▸ **MATERIAL SUPPLIED**:
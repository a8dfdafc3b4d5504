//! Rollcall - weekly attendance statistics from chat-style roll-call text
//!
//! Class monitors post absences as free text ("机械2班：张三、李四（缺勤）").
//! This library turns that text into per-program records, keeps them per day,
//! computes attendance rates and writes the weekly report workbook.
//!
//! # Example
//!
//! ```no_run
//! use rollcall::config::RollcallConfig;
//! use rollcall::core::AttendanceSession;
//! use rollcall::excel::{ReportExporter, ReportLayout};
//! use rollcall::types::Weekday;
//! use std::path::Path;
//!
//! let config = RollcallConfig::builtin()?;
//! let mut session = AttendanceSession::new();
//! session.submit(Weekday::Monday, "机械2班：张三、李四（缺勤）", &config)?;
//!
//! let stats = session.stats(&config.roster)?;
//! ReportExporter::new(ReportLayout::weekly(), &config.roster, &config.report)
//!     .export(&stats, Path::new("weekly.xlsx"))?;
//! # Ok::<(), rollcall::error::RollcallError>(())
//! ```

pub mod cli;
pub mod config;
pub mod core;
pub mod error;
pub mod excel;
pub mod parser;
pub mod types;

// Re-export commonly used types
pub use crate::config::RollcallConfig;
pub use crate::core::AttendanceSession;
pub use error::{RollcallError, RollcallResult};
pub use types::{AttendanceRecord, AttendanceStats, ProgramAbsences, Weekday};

--

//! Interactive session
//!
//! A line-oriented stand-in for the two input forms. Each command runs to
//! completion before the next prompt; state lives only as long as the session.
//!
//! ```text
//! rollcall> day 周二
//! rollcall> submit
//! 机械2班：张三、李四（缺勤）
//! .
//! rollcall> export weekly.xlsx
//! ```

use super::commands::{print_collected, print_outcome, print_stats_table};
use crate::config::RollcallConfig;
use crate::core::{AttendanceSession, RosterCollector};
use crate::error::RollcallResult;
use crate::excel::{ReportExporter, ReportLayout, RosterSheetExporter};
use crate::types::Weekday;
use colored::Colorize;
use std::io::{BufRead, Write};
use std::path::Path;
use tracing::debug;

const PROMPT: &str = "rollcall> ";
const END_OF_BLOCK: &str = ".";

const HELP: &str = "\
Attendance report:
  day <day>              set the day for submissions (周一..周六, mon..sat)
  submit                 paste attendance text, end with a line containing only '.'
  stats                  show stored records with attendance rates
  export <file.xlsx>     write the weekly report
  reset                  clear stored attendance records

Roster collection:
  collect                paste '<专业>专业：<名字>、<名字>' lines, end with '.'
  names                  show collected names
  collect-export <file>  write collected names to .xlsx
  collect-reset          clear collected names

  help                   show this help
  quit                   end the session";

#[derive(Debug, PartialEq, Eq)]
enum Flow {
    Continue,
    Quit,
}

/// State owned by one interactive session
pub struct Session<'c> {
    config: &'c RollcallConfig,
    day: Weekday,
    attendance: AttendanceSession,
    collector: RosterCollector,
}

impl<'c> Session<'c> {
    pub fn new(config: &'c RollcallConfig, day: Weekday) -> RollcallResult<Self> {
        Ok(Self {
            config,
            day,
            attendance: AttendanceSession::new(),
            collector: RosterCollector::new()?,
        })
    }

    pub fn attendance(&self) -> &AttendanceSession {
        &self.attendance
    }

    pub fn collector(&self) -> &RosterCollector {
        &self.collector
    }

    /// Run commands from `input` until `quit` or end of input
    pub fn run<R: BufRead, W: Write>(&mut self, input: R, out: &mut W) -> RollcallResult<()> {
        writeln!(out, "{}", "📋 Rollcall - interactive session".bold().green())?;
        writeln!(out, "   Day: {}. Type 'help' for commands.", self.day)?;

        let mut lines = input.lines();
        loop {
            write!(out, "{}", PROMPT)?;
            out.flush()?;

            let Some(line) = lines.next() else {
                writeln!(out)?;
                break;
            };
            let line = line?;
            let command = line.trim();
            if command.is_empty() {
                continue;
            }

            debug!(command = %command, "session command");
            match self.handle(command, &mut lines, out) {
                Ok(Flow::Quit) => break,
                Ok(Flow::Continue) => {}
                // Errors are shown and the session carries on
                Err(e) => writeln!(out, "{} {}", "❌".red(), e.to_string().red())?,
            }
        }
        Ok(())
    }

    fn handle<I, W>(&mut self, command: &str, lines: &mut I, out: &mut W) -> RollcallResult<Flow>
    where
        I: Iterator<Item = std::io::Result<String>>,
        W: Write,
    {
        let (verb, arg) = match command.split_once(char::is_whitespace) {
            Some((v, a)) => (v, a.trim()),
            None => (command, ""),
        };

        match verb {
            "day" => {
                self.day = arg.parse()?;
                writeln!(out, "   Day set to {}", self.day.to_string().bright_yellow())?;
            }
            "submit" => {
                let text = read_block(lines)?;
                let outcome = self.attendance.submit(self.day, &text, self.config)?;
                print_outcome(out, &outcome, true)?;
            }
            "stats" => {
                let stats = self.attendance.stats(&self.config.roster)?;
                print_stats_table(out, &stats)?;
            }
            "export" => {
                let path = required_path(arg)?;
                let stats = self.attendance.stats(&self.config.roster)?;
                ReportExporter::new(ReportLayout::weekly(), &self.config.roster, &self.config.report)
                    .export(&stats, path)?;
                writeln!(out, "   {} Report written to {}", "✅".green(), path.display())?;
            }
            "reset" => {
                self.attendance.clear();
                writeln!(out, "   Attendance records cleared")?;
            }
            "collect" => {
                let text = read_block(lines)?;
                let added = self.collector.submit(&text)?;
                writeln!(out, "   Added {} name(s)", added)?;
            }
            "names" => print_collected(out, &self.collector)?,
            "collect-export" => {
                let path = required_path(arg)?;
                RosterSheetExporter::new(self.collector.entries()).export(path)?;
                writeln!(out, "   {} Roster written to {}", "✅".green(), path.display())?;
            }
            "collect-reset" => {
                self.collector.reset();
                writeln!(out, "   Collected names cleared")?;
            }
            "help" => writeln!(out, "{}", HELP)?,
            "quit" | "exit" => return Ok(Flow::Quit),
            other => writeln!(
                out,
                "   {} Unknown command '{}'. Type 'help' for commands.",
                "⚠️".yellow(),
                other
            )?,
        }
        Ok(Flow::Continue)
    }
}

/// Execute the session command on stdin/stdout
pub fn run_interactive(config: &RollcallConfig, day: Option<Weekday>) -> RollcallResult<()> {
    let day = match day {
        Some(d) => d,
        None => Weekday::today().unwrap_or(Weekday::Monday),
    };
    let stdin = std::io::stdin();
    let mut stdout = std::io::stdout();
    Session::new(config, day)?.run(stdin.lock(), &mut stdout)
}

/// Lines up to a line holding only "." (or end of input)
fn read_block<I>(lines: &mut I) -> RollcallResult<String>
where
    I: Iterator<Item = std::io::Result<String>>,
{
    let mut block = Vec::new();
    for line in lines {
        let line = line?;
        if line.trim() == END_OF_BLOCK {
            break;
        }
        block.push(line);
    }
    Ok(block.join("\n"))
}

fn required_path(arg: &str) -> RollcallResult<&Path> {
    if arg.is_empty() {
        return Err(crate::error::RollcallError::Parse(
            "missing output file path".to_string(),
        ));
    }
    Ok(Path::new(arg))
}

--

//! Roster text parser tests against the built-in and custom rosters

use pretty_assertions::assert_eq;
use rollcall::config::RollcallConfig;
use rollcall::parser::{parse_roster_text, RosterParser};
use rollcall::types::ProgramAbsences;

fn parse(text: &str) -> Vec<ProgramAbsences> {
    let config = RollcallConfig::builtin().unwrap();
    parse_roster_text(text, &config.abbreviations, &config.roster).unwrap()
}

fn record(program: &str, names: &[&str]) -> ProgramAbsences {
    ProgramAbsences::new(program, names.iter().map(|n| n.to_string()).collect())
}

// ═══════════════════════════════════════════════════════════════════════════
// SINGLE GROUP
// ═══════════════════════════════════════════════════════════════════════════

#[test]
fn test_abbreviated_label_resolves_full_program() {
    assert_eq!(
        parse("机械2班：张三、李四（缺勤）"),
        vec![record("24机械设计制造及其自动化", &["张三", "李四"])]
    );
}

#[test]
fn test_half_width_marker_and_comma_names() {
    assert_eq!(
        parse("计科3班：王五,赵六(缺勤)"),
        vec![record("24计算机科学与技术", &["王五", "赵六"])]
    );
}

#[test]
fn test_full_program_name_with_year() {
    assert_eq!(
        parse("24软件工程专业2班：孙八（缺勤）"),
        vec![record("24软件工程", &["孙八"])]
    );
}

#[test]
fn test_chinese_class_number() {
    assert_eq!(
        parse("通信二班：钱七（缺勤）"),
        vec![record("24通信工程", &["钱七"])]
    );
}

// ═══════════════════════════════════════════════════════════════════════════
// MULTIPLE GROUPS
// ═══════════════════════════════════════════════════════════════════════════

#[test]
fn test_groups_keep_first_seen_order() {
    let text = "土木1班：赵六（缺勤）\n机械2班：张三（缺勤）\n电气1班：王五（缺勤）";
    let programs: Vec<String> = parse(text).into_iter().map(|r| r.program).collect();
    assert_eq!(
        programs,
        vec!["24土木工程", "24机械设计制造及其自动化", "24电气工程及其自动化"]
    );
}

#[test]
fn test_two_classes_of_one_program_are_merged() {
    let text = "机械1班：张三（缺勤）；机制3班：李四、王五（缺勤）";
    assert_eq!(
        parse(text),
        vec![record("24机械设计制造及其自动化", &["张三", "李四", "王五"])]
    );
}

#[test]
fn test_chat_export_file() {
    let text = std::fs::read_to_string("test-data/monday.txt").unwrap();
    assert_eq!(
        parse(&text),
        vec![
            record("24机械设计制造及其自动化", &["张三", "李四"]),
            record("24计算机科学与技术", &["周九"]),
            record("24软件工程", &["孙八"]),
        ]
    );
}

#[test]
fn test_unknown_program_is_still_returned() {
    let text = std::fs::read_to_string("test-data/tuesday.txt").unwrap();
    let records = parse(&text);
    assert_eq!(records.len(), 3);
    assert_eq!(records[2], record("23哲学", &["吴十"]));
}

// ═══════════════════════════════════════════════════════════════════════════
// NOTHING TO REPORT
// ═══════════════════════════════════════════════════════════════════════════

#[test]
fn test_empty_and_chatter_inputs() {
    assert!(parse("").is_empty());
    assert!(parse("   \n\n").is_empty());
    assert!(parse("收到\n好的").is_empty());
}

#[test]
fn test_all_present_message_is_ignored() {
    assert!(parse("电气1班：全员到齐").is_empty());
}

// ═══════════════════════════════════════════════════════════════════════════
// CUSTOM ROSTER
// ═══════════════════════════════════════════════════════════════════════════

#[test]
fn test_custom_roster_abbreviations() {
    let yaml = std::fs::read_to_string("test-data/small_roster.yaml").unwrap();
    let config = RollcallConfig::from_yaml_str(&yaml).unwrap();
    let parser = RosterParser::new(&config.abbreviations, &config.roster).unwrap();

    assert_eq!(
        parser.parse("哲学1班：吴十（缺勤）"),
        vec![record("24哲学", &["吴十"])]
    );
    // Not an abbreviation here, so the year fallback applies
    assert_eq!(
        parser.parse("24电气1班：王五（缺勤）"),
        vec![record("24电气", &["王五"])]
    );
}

▸ **WHAT THE TASK REQUIRES**: Please tally the lines of the listing that include the string "BufRead". The number is the whole answer.

▸ **RESPONSE BOX**: 2